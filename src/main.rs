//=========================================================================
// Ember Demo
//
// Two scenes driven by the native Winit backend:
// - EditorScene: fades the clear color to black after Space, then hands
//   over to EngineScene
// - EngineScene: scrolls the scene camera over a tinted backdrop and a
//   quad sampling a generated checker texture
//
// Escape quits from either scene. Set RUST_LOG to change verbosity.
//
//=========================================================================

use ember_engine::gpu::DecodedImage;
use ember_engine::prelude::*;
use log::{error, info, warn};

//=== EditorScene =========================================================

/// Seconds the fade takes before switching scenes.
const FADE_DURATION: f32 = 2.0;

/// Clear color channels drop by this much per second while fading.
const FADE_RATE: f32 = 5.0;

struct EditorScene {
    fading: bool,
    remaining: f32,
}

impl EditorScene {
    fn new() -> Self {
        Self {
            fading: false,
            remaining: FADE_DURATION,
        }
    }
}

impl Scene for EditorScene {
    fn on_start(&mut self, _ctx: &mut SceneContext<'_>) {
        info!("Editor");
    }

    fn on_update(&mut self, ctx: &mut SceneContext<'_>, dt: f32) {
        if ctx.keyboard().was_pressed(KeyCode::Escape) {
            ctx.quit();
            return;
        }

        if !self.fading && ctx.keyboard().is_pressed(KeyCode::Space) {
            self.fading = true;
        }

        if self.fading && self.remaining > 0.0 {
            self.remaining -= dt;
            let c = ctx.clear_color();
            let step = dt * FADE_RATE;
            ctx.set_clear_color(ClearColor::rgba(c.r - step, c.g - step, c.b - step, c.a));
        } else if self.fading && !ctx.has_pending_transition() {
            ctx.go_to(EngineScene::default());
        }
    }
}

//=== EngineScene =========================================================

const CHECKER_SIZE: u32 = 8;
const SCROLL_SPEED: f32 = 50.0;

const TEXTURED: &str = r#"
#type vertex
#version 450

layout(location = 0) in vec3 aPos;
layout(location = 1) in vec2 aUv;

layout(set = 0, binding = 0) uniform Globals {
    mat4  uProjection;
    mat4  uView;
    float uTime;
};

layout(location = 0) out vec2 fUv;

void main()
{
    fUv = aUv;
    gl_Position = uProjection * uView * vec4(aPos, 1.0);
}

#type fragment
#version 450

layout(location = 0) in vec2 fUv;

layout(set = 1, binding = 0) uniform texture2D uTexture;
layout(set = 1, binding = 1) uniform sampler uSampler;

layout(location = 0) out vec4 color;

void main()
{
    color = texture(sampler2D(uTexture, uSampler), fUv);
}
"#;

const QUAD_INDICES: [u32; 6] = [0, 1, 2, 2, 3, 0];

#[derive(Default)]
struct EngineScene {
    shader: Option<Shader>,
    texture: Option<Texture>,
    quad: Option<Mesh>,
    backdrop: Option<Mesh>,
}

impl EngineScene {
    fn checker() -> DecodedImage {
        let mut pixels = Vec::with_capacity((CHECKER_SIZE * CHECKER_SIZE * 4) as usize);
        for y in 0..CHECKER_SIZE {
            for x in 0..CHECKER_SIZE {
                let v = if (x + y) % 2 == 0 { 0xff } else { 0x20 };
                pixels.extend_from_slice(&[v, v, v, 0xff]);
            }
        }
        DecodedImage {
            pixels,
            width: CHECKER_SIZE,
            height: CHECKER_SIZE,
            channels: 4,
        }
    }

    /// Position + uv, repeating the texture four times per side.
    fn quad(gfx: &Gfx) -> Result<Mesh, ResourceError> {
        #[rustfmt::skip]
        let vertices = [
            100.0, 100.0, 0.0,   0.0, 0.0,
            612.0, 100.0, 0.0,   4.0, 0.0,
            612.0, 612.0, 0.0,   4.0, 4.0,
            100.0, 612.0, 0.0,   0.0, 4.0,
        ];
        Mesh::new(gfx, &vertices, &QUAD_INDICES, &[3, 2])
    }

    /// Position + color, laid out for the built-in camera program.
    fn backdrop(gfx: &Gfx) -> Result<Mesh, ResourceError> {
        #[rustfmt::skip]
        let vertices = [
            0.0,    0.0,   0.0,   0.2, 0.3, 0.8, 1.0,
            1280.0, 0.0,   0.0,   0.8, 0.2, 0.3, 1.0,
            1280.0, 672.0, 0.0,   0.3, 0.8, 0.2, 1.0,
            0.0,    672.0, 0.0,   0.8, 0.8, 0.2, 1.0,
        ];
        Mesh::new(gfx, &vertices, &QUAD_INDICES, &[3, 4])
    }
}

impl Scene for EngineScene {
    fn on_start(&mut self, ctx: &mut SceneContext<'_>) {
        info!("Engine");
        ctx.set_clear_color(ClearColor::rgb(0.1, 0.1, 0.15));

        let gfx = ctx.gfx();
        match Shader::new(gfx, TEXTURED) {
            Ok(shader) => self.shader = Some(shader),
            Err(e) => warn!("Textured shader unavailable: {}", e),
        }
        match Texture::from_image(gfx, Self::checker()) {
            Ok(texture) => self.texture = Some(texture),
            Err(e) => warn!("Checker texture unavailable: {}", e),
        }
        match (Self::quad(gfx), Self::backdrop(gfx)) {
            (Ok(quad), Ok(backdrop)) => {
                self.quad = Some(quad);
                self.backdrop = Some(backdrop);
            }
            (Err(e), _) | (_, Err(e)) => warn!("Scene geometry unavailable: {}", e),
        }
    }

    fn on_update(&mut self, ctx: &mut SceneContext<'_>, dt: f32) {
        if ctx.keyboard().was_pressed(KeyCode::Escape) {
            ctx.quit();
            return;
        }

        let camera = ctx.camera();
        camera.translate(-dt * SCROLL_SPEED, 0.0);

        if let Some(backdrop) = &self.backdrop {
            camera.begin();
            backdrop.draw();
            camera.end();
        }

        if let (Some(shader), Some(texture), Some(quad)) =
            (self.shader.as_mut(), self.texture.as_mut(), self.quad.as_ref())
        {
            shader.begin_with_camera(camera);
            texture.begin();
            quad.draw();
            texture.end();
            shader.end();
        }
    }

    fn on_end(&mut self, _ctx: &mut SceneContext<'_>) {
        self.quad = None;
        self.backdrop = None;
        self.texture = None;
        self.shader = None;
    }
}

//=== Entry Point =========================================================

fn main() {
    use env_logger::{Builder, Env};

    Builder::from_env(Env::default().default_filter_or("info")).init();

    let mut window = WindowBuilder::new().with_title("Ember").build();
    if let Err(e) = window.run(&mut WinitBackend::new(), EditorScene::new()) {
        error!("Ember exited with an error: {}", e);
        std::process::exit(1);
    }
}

## Assigned task
Tally the lines of the records that contain "over", then write only the total.

## Reply to the task
2